First, we need to Zoom out!
Stop and notice what is around you? For instance: Is their a noisy fan in the room? Is the restaurant crowded? Is your cloths itchy or too tight? Did you have something crunchy or smooth in your food that you didn’t like? Was there a texture lacking in your food (ie. lack of something crunchy)? Is there a strange smell?
Noting what is potentially the problem is the first step!
Second, we need to Zoom in!
Often when we are overwhelmed by what our body is saying, we don’t completely recognize what we are actually feeling. For instance, I often react by hyperventilating. When I start hyperventilating I am consumed with the false idea, “I cannot breath” or ” I need more air,” when instead I need to stop and recognize that I can breath. That I am not lacking air, otherwise I would pass out.
After understanding this, I can see clearly that I am hyperventilating, not dying.
But what do we do with this information?
Third, we need to Zoom back to normal and use that information to find what helps.
Now that we know the source of the problem (ie. the air conditioning fan above my head). And we have found out that this is creating an emotion or a reaction inside of us (ie. feeling overwhelmed/hyperventilating). Then we can successfully use sensory tools to help us feel better.
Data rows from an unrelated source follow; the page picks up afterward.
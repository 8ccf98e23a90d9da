// Match outcome probabilities from team strengths.
//
// Binomial frame model: every frame of the match is won by the home side
// with the same probability `p`, derived from the two strengths on the
// log-odds scale plus a home advantage. The scoreline distribution is then
// Binomial(frames_per_match, p), which gives win/draw/loss and the most
// likely scores directly.

use std::collections::BTreeMap;

use breakdish_core::config::{EngineConfig, PredictionConfig, RatingsConfig};
use breakdish_core::model::{
    find_roster, normalize_name, same_name, PlayerSeasonStat, RosterEntry, SquadOverride,
    SquadOverrides, TeamRoster,
};
use serde::Serialize;
use tracing::{debug, warn};

use crate::error::EngineError;
use crate::ratings::stats::adjusted_rate;

/// Strengths are kept away from 0 and 1 so the log-odds stay finite.
const STRENGTH_FLOOR: f64 = 0.01;
const STRENGTH_CEIL: f64 = 0.99;

// ---------------------------------------------------------------------------
// Output types
// ---------------------------------------------------------------------------

#[derive(Debug, Clone, PartialEq, Serialize)]
pub struct ScoreProbability {
    pub home: u32,
    pub away: u32,
    /// Percent.
    pub probability: f64,
}

#[derive(Debug, Clone, PartialEq, Serialize)]
pub struct PredictionResult {
    pub p_home_win: f64,
    pub p_draw: f64,
    pub p_away_win: f64,
    pub expected_home: f64,
    pub expected_away: f64,
    /// Most probable final scores, most likely first.
    pub top_scores: Vec<ScoreProbability>,
    /// The unmodified prediction when a squad override was applied.
    pub baseline: Option<Box<PredictionResult>>,
}

/// Strength deltas to apply on top of the base strengths.
#[derive(Debug, Clone, Copy, Default, PartialEq, Serialize)]
pub struct StrengthAdjustment {
    pub home_delta: f64,
    pub away_delta: f64,
}

// ---------------------------------------------------------------------------
// Frame model
// ---------------------------------------------------------------------------

fn clamp_strength(s: f64) -> f64 {
    if s.is_finite() {
        s.clamp(STRENGTH_FLOOR, STRENGTH_CEIL)
    } else {
        0.5
    }
}

fn logit(p: f64) -> f64 {
    (p / (1.0 - p)).ln()
}

/// Probability the home player wins a single frame.
pub fn frame_win_probability(home_strength: f64, away_strength: f64, home_advantage: f64) -> f64 {
    let h = clamp_strength(home_strength);
    let a = clamp_strength(away_strength);
    let x = logit(h) - logit(a) + home_advantage;
    1.0 / (1.0 + (-x).exp())
}

/// `e * ln_x`, with a zero exponent contributing nothing even when `x` is 0.
fn ln_pow(ln_x: f64, e: u32) -> f64 {
    if e == 0 {
        0.0
    } else {
        e as f64 * ln_x
    }
}

/// Binomial(n, p) probabilities for k = 0..=n home frames.
///
/// Works in log space so long matches neither overflow the coefficient nor
/// underflow the powers.
fn scoreline_pmf(n: u32, p: f64) -> Vec<f64> {
    let (ln_p, ln_q) = (p.ln(), (1.0 - p).ln());
    let mut out = Vec::with_capacity(n as usize + 1);
    let mut ln_coeff = 0.0_f64;
    for k in 0..=n {
        if k > 0 {
            ln_coeff += ((n - k + 1) as f64).ln() - (k as f64).ln();
        }
        out.push((ln_coeff + ln_pow(ln_p, k) + ln_pow(ln_q, n - k)).exp());
    }
    out
}

/// Win/draw/loss fractions (0-1) for a single fixture.
pub(crate) fn outcome_probabilities(
    home_strength: f64,
    away_strength: f64,
    cfg: &PredictionConfig,
) -> (f64, f64, f64) {
    let n = cfg.frames_per_match;
    let p = frame_win_probability(home_strength, away_strength, cfg.home_advantage);
    let (mut home, mut draw, mut away) = (0.0, 0.0, 0.0);
    for (k, prob) in scoreline_pmf(n, p).into_iter().enumerate() {
        let h = k as u32;
        let a = n - h;
        if h > a {
            home += prob;
        } else if h < a {
            away += prob;
        } else {
            draw += prob;
        }
    }
    let sum = home + draw + away;
    if sum > 0.0 {
        (home / sum, draw / sum, away / sum)
    } else {
        (1.0 / 3.0, 1.0 / 3.0, 1.0 / 3.0)
    }
}

fn predict_unadjusted(home_strength: f64, away_strength: f64, cfg: &PredictionConfig) -> PredictionResult {
    let n = cfg.frames_per_match;
    let p = frame_win_probability(home_strength, away_strength, cfg.home_advantage);
    let (home, _, away) = outcome_probabilities(home_strength, away_strength, cfg);

    let p_home_win = home * 100.0;
    let p_away_win = away * 100.0;
    // Rounding residue lands in the draw, never below zero.
    let p_draw = (100.0 - p_home_win - p_away_win).max(0.0);

    let mut scores: Vec<ScoreProbability> = scoreline_pmf(n, p)
        .into_iter()
        .enumerate()
        .map(|(k, prob)| ScoreProbability {
            home: k as u32,
            away: n - k as u32,
            probability: prob * 100.0,
        })
        .collect();
    scores.sort_by(|a, b| {
        b.probability
            .partial_cmp(&a.probability)
            .unwrap_or(std::cmp::Ordering::Equal)
            .then_with(|| b.home.cmp(&a.home))
    });
    scores.truncate(cfg.top_scores);

    PredictionResult {
        p_home_win,
        p_draw,
        p_away_win,
        expected_home: n as f64 * p,
        expected_away: n as f64 * (1.0 - p),
        top_scores: scores,
        baseline: None,
    }
}

/// Predict a match between two strengths (0-1 adjusted win rates).
///
/// With an adjustment the returned prediction uses the shifted strengths and
/// carries the unshifted one in `baseline`.
pub fn predict(
    home_strength: f64,
    away_strength: f64,
    adjustment: Option<StrengthAdjustment>,
    cfg: &PredictionConfig,
) -> PredictionResult {
    let base = predict_unadjusted(home_strength, away_strength, cfg);
    let Some(adj) = adjustment else {
        return base;
    };
    let mut adjusted = predict_unadjusted(
        clamp_strength(home_strength + adj.home_delta),
        clamp_strength(away_strength + adj.away_delta),
        cfg,
    );
    adjusted.baseline = Some(Box::new(base));
    adjusted
}

// ---------------------------------------------------------------------------
// Team strength and squad overrides
// ---------------------------------------------------------------------------

/// Roster-weighted mean of adjusted win rates (0-1). Each player weighs
/// `played + 1`, so regulars dominate without silencing newcomers.
/// An empty roster sits at the prior mean.
pub fn team_strength(roster: &TeamRoster, cfg: &RatingsConfig) -> f64 {
    let mut weighted = 0.0;
    let mut weight_sum = 0.0;
    for p in &roster.players {
        let played = p.stat.as_ref().map_or(0, |s| s.played);
        let w = played as f64 + 1.0;
        weighted += w * adjusted_rate(p.stat.as_ref(), p.prior_rating, cfg);
        weight_sum += w;
    }
    if weight_sum <= 0.0 {
        return cfg.prior_mean;
    }
    weighted / weight_sum
}

/// Shadow `roster` with an override. The input roster is left untouched.
///
/// Added players are looked up in `player_pool` (keyed by normalized name);
/// unknown additions join without a record.
pub fn apply_override(
    roster: &TeamRoster,
    squad_override: &SquadOverride,
    player_pool: &BTreeMap<String, PlayerSeasonStat>,
) -> TeamRoster {
    let mut players: Vec<RosterEntry> = Vec::with_capacity(roster.players.len());
    for p in &roster.players {
        if squad_override.removed.iter().any(|r| same_name(r, &p.name)) {
            continue;
        }
        players.push(p.clone());
    }
    for r in &squad_override.removed {
        if !roster.contains(r) {
            warn!("override removes '{}' who is not on {}'s roster", r, roster.team);
        }
    }
    for name in &squad_override.added {
        if players.iter().any(|p| same_name(&p.name, name)) {
            continue;
        }
        let stat = player_pool.get(&normalize_name(name)).cloned();
        players.push(RosterEntry::new(name, stat));
    }
    TeamRoster {
        team: roster.team.clone(),
        players,
    }
}

/// Share of `others` strictly weaker than `value`, 0-1.
fn percentile_rank(value: f64, others: &[f64]) -> f64 {
    if others.is_empty() {
        return 0.0;
    }
    others.iter().filter(|o| **o < value).count() as f64 / others.len() as f64
}

/// Net strength change each override would cause, keyed by roster team name.
///
/// The raw delta (overridden minus actual strength) is scaled by
/// `1 + |shift|`, where `shift` is how far the change moves the team's
/// percentile rank among the `top_n` strongest teams.
pub fn calc_strength_adjustments(
    rosters: &[TeamRoster],
    overrides: &SquadOverrides,
    player_pool: &BTreeMap<String, PlayerSeasonStat>,
    top_n: usize,
    cfg: &RatingsConfig,
) -> Result<BTreeMap<String, f64>, EngineError> {
    let mut base: Vec<(String, f64)> = rosters
        .iter()
        .map(|r| (normalize_name(&r.team), team_strength(r, cfg)))
        .collect();
    base.sort_by(|a, b| {
        b.1.partial_cmp(&a.1)
            .unwrap_or(std::cmp::Ordering::Equal)
            .then_with(|| a.0.cmp(&b.0))
    });
    let top: Vec<(String, f64)> = base.iter().take(top_n.max(1)).cloned().collect();

    let mut out = BTreeMap::new();
    for (team, squad_override) in overrides {
        let roster = find_roster(rosters, team).ok_or_else(|| EngineError::UnknownTeam(team.clone()))?;
        let key = normalize_name(&roster.team);
        let before = team_strength(roster, cfg);
        let after = team_strength(&apply_override(roster, squad_override, player_pool), cfg);
        let raw = after - before;

        let others: Vec<f64> = top.iter().filter(|(t, _)| *t != key).map(|(_, s)| *s).collect();
        let shift = percentile_rank(after, &others) - percentile_rank(before, &others);
        let delta = raw * (1.0 + shift.abs());

        debug!(
            "override for {}: strength {:.3} -> {:.3}, percentile shift {:.2}, delta {:.4}",
            roster.team, before, after, shift, delta
        );
        out.insert(roster.team.clone(), delta);
    }
    Ok(out)
}

/// Predict a fixture between two teams in the division, applying any squad
/// overrides for either side. Every override must name a known team.
pub fn predict_fixture(
    home: &str,
    away: &str,
    rosters: &[TeamRoster],
    overrides: &SquadOverrides,
    player_pool: &BTreeMap<String, PlayerSeasonStat>,
    cfg: &EngineConfig,
) -> Result<PredictionResult, EngineError> {
    let home_roster = find_roster(rosters, home).ok_or_else(|| EngineError::UnknownTeam(home.into()))?;
    let away_roster = find_roster(rosters, away).ok_or_else(|| EngineError::UnknownTeam(away.into()))?;

    let home_strength = team_strength(home_roster, &cfg.ratings);
    let away_strength = team_strength(away_roster, &cfg.ratings);

    let active: SquadOverrides = overrides
        .iter()
        .filter(|(_, o)| !o.is_empty())
        .map(|(t, o)| (t.clone(), o.clone()))
        .collect();
    let deltas = calc_strength_adjustments(
        rosters,
        &active,
        player_pool,
        cfg.prediction.override_top_n,
        &cfg.ratings,
    )?;

    let adjustment = if deltas.contains_key(&home_roster.team) || deltas.contains_key(&away_roster.team) {
        Some(StrengthAdjustment {
            home_delta: deltas.get(&home_roster.team).copied().unwrap_or(0.0),
            away_delta: deltas.get(&away_roster.team).copied().unwrap_or(0.0),
        })
    } else {
        None
    };

    Ok(predict(home_strength, away_strength, adjustment, &cfg.prediction))
}

// ---------------------------------------------------------------------------
// Tests
// ---------------------------------------------------------------------------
Try putting on ear plugs that allow for conversations to still be heard, while muffling the noisy fan. If I am having troubles with the food, I wiggle a bit more on my core disk or squeeze a Koosh ball to give me sensory impute.
The question is: Which choice are you going to pick?
We all want to avoid choices A and B. Learning how to use your Zoom button will be difficult at first. Yet, the more you learn about how your body reacts and what your body needs, the better your Zoom will work. As the old saying goes, if at first you don’t succeed, try, try, try, try… again.
Using you Zoom button when dealing with SPD reactions will hopefully help keep you sane and in the place you need to be.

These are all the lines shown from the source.